60.  Every ship shall be provided with an efficient main and auxiliary steering gear in accordance with the specifications set out in Schedule 9 in Merchant Shipping Notice MSN 1699(M). If the size of the vessel or the complexity of the steering machinery warrants, the design of the steering gear should take into account, where practicable, the requirements of paragraph 10 to 15 and paragraph 17 of Schedule 9.

Ventilation systems in machinery spaces Requirements for ships constructed on or after 1st September 1984

61.  Machinery spaces of Category A shall be ventilated so that an adequate supply of air is maintained for the safety and well-being of personnel and the operation of machinery, including boilers, at full power in all weather conditions. Any other machinery space shall be adequately ventilated having regard in particular to the prevention of an accumulation of oil vapour under all normal conditions.

Protection against noise Requirements for ships constructed on or after 1st September 1984

62.—(1) (a) Measures shall be taken to reduce noise levels in machinery spaces as far as is reasonable and practicable.

(b)On completion of a ship, noise levels in machinery spaces shall be measured when the largest number of machines that operate simultaneously in service are working at their normal service loads.

(c)Measurements taken during sea trials at the maximum ahead service speed of the ship will be acceptable as providing the necessary figures.

(d)The equipment and procedures for measuring and recording noise levels in machinery spaces shall generally be in accordance with the provisions of the publication “The Code of Practice for Noise Levels in Ships” published by Her Majesty’s Stationery Office (published 1978).

(2) Noise levels in machinery spaces shall not exceed 110 dB(A) provided that under such conditions as may be specified, higher noise levels may be permitted, having regard to the size of ship and the type of machinery installed.

(3) Any machinery space in which the noise level exceeds 90 dB(A) and which is required to be manned shall be provided with a designated refuge from noise.

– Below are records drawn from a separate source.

//! Got Blood? Core
//!
//! Models and view logic shared by the web client. Nothing in here touches
//! the browser, so it builds and tests on the native target.

pub mod blood_type;
pub mod config;
pub mod dashboard;
pub mod dto;
pub mod endpoints;
pub mod fetch;
pub mod filter;
pub mod forms;
pub mod map;
pub mod stats;

pub use blood_type::BloodType;
pub use config::{ClientConfig, ConfigError};
pub use fetch::{FetchError, Loadable, RequestGuard, Shape, Ticket};
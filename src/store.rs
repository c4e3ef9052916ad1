//! Map Page State Store
//!
//! Uses Leptos reactive_stores so the marker layer and the match overlay
//! subscribe to their own fields.

use std::collections::HashMap;

use leptos::prelude::*;
use reactive_stores::Store;

use got_blood_core::dto::{HospitalLocationEntry, MatchRecord};
use got_blood_core::map::HospitalKey;
use got_blood_core::Loadable;

/// Map page state with field-level reactivity
#[derive(Clone, Debug, Default, Store)]
pub struct MapState {
    /// `/hospital/data/loc` entries
    pub locations: Loadable<Vec<HospitalLocationEntry>>,
    /// Match candidates per hospital; each fetch writes only its own key
    pub matches: HashMap<HospitalKey, Vec<MatchRecord>>,
}

impl MapState {
    pub fn new() -> Self {
        Self {
            locations: Loadable::pending(),
            ..Default::default()
        }
    }
}

pub type MapStore = Store<MapState>;

// ========================
// Store Helper Functions
// ========================

/// Record the match list of one hospital
pub fn store_set_matches(store: &MapStore, key: HospitalKey, matches: Vec<MatchRecord>) {
    store.matches().write().insert(key, matches);
}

(4) Every entrance to a machinery space in which the noise level exceeds 85 dB(A) shall be provided with a warning notice comprising a symbol complying with British Standards Institution specification number BS 5378:1980 and a supplementary sign stating “High Noise Levels—Use Ear Protectors.” Sufficient ear protectors shall be provided for use in such spaces.

PART IXMISCELLANEOUS REQUIREMENTS

Guardrails and stanchions

63.—(1) In every ship bulwarks or guard rails shall be provided on every exposed deck to which any passenger or vehicles may have access. Such bulwarks or guard rails, together with stanchions supporting the guard rails shall be so placed, designed and constructed, and in particular shall be of such a height above the deck as to prevent any passenger who may have access to that deck or any vehicle from accidentally falling therefrom. Any freeing ports fitted in such a bulwark shall be covered by a grid or bars which will prevent any person from falling through the port.

(2) In every open ship of Class V, VI or VI(A) every wash strake, covering board and coaming shall be so placed, designed and constructed and shall be of such a height above the floorboards as to prevent any person from accidentally falling overboard.

Anchor handling equipment, anchors and chain cables

64.  Every ship shall be provided with anchor handling equipment, together with such anchors and chain cables as are sufficient in number, weight and strength, having regard to size and intended service to the ship. This equipment shall be tested and certified by the Certifying Authority.

Hawsers and warps

65.  Every ship shall be provided with such hawsers and warps as are sufficient in number and strength, having regard to the size and intended service of the ship.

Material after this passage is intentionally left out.